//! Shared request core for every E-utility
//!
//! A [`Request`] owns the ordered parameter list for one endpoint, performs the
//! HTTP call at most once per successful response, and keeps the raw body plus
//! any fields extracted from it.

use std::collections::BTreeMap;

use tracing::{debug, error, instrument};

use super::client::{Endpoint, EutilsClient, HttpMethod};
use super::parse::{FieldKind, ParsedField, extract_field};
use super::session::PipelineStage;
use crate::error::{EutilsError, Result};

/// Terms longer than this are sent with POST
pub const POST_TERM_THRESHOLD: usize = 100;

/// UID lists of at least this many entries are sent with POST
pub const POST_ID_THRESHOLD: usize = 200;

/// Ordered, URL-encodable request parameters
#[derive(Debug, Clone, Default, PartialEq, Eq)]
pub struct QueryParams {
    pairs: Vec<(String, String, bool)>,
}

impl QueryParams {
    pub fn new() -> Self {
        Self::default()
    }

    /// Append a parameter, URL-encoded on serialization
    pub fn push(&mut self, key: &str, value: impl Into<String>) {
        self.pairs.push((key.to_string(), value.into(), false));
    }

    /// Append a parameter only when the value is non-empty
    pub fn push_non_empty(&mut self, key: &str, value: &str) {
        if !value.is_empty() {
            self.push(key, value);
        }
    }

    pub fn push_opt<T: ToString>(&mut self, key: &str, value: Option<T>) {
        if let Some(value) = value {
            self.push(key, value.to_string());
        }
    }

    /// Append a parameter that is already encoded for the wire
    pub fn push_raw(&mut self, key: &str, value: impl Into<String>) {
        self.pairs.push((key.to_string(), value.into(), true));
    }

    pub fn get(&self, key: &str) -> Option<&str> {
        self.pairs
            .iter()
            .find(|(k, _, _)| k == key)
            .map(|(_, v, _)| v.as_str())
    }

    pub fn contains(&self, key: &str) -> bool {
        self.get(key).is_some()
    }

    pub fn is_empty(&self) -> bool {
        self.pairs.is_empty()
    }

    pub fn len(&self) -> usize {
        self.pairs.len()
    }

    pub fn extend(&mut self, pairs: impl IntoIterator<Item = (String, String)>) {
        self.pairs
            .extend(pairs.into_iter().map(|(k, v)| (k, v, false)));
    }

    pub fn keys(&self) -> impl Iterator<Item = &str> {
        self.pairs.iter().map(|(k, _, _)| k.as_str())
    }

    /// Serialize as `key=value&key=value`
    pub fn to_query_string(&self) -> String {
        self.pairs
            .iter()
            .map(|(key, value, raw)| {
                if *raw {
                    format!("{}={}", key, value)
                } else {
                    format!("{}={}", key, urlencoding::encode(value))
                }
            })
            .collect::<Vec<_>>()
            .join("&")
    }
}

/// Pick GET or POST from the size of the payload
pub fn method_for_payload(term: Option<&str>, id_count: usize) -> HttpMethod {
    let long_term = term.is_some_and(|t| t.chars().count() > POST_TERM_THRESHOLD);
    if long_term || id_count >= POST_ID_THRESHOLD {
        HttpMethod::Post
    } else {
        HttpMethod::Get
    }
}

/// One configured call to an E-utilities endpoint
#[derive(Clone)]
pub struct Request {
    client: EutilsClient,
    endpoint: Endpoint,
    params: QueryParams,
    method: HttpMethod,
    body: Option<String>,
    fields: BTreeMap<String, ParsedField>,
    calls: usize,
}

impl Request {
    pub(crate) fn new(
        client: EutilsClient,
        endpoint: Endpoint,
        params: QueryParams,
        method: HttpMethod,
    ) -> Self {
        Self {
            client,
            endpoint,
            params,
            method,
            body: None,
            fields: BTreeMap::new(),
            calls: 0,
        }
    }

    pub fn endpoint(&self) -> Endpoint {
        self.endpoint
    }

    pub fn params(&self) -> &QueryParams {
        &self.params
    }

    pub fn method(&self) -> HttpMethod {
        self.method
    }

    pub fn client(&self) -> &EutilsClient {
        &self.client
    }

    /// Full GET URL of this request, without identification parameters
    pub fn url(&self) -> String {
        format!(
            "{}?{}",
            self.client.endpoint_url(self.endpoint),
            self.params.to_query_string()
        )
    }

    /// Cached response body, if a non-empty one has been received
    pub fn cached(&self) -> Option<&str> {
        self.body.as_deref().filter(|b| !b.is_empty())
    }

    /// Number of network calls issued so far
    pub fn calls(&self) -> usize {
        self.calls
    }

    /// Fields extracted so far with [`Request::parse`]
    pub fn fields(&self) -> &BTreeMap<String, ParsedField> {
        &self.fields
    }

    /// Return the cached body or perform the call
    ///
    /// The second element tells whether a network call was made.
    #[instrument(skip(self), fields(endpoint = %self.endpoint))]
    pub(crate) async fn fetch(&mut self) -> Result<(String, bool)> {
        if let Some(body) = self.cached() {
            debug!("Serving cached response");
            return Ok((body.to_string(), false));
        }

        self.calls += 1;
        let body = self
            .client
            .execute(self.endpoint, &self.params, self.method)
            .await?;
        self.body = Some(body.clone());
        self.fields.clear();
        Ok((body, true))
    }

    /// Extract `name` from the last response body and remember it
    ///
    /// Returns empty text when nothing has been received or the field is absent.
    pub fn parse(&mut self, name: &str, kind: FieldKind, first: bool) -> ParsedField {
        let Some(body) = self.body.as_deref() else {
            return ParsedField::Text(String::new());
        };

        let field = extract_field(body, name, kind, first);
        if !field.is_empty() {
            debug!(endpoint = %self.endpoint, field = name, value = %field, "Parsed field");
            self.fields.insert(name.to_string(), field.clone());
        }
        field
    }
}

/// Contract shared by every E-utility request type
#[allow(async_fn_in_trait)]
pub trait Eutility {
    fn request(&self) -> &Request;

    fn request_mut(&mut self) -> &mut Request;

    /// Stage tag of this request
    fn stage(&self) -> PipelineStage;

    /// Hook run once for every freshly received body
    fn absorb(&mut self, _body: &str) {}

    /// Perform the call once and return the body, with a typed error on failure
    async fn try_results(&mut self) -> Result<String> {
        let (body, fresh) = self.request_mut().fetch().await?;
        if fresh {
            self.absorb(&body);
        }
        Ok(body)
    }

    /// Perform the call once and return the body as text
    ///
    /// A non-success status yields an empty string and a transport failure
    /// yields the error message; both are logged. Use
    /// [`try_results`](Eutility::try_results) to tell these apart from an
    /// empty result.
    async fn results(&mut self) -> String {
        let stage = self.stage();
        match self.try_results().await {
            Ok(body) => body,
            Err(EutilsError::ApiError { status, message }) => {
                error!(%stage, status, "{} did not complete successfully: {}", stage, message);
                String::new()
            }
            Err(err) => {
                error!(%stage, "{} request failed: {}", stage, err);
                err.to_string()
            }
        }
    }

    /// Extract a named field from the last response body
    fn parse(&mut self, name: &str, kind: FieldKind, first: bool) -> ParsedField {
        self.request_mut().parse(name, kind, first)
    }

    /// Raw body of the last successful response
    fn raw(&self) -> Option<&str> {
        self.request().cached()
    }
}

-*-

## Work to be completed
Every line of the listing is to be returned unchanged.

## Exercise response
//! Shared request core for every E-utility
//!
//! A [`Request`] owns the ordered parameter list for one endpoint, performs the
//! HTTP call at most once per successful response, and keeps the raw body plus
//! any fields extracted from it.

use std::collections::BTreeMap;

use tracing::{debug, error, instrument};

use super::client::{Endpoint, EutilsClient, HttpMethod};
use super::parse::{FieldKind, ParsedField, extract_field};
use super::session::PipelineStage;
use crate::error::{EutilsError, Result};

/// Terms longer than this are sent with POST
pub const POST_TERM_THRESHOLD: usize = 100;

/// UID lists of at least this many entries are sent with POST
pub const POST_ID_THRESHOLD: usize = 200;

/// Ordered, URL-encodable request parameters
#[derive(Debug, Clone, Default, PartialEq, Eq)]
pub struct QueryParams {
    pairs: Vec<(String, String, bool)>,
}

impl QueryParams {
    pub fn new() -> Self {
        Self::default()
    }

    /// Append a parameter, URL-encoded on serialization
    pub fn push(&mut self, key: &str, value: impl Into<String>) {
        self.pairs.push((key.to_string(), value.into(), false));
    }

    /// Append a parameter only when the value is non-empty
    pub fn push_non_empty(&mut self, key: &str, value: &str) {
        if !value.is_empty() {
            self.push(key, value);
        }
    }

    pub fn push_opt<T: ToString>(&mut self, key: &str, value: Option<T>) {
        if let Some(value) = value {
            self.push(key, value.to_string());
        }
    }

    /// Append a parameter that is already encoded for the wire
    pub fn push_raw(&mut self, key: &str, value: impl Into<String>) {
        self.pairs.push((key.to_string(), value.into(), true));
    }

    pub fn get(&self, key: &str) -> Option<&str> {
        self.pairs
            .iter()
            .find(|(k, _, _)| k == key)
            .map(|(_, v, _)| v.as_str())
    }

    pub fn contains(&self, key: &str) -> bool {
        self.get(key).is_some()
    }

    pub fn is_empty(&self) -> bool {
        self.pairs.is_empty()
    }

    pub fn len(&self) -> usize {
        self.pairs.len()
    }

    pub fn extend(&mut self, pairs: impl IntoIterator<Item = (String, String)>) {
        self.pairs
            .extend(pairs.into_iter().map(|(k, v)| (k, v, false)));
    }

    pub fn keys(&self) -> impl Iterator<Item = &str> {
        self.pairs.iter().map(|(k, _, _)| k.as_str())
    }

    /// Serialize as `key=value&key=value`
    pub fn to_query_string(&self) -> String {
        self.pairs
            .iter()
            .map(|(key, value, raw)| {
                if *raw {
                    format!("{}={}", key, value)
                } else {
                    format!("{}={}", key, urlencoding::encode(value))
                }
            })
            .collect::<Vec<_>>()
            .join("&")
    }
}

/// Pick GET or POST from the size of the payload
pub fn method_for_payload(term: Option<&str>, id_count: usize) -> HttpMethod {
    let long_term = term.is_some_and(|t| t.chars().count() > POST_TERM_THRESHOLD);
    if long_term || id_count >= POST_ID_THRESHOLD {
        HttpMethod::Post
    } else {
        HttpMethod::Get
    }
}

/// One configured call to an E-utilities endpoint
#[derive(Clone)]
pub struct Request {
    client: EutilsClient,
    endpoint: Endpoint,
    params: QueryParams,
    method: HttpMethod,
    body: Option<String>,
    fields: BTreeMap<String, ParsedField>,
    calls: usize,
}

impl Request {
    pub(crate) fn new(
        client: EutilsClient,
        endpoint: Endpoint,
        params: QueryParams,
        method: HttpMethod,
    ) -> Self {
        Self {
            client,
            endpoint,
            params,
            method,
            body: None,
            fields: BTreeMap::new(),
            calls: 0,
        }
    }

    pub fn endpoint(&self) -> Endpoint {
        self.endpoint
    }

    pub fn params(&self) -> &QueryParams {
        &self.params
    }

    pub fn method(&self) -> HttpMethod {
        self.method
    }

    pub fn client(&self) -> &EutilsClient {
        &self.client
    }

    /// Full GET URL of this request, without identification parameters
    pub fn url(&self) -> String {
        format!(
            "{}?{}",
            self.client.endpoint_url(self.endpoint),
            self.params.to_query_string()
        )
    }

    /// Cached response body, if a non-empty one has been received
    pub fn cached(&self) -> Option<&str> {
        self.body.as_deref().filter(|b| !b.is_empty())
    }

    /// Number of network calls issued so far
    pub fn calls(&self) -> usize {
        self.calls
    }

    /// Fields extracted so far with [`Request::parse`]
    pub fn fields(&self) -> &BTreeMap<String, ParsedField> {
        &self.fields
    }

    /// Return the cached body or perform the call
    ///
    /// The second element tells whether a network call was made.
    #[instrument(skip(self), fields(endpoint = %self.endpoint))]
    pub(crate) async fn fetch(&mut self) -> Result<(String, bool)> {
        if let Some(body) = self.cached() {
            debug!("Serving cached response");
            return Ok((body.to_string(), false));
        }

        self.calls += 1;
        let body = self
            .client
            .execute(self.endpoint, &self.params, self.method)
            .await?;
        self.body = Some(body.clone());
        self.fields.clear();
        Ok((body, true))
    }

    /// Extract `name` from the last response body and remember it
    ///
    /// Returns empty text when nothing has been received or the field is absent.
    pub fn parse(&mut self, name: &str, kind: FieldKind, first: bool) -> ParsedField {
        let Some(body) = self.body.as_deref() else {
            return ParsedField::Text(String::new());
        };

        let field = extract_field(body, name, kind, first);
        if !field.is_empty() {
            debug!(endpoint = %self.endpoint, field = name, value = %field, "Parsed field");
            self.fields.insert(name.to_string(), field.clone());
        }
        field
    }
}

/// Contract shared by every E-utility request type
#[allow(async_fn_in_trait)]
pub trait Eutility {
    fn request(&self) -> &Request;

    fn request_mut(&mut self) -> &mut Request;

    /// Stage tag of this request
    fn stage(&self) -> PipelineStage;

    /// Hook run once for every freshly received body
    fn absorb(&mut self, _body: &str) {}

    /// Perform the call once and return the body, with a typed error on failure
    async fn try_results(&mut self) -> Result<String> {
        let (body, fresh) = self.request_mut().fetch().await?;
        if fresh {
            self.absorb(&body);
        }
        Ok(body)
    }

    /// Perform the call once and return the body as text
    ///
    /// A non-success status yields an empty string and a transport failure
    /// yields the error message; both are logged. Use
    /// [`try_results`](Eutility::try_results) to tell these apart from an
    /// empty result.
    async fn results(&mut self) -> String {
        let stage = self.stage();
        match self.try_results().await {
            Ok(body) => body,
            Err(EutilsError::ApiError { status, message }) => {
                error!(%stage, status, "{} did not complete successfully: {}", stage, message);
                String::new()
            }
            Err(err) => {
                error!(%stage, "{} request failed: {}", stage, err);
                err.to_string()
            }
        }
    }

    /// Extract a named field from the last response body
    fn parse(&mut self, name: &str, kind: FieldKind, first: bool) -> ParsedField {
        self.request_mut().parse(name, kind, first)
    }

    /// Raw body of the last successful response
    fn raw(&self) -> Option<&str> {
        self.request().cached()
    }
}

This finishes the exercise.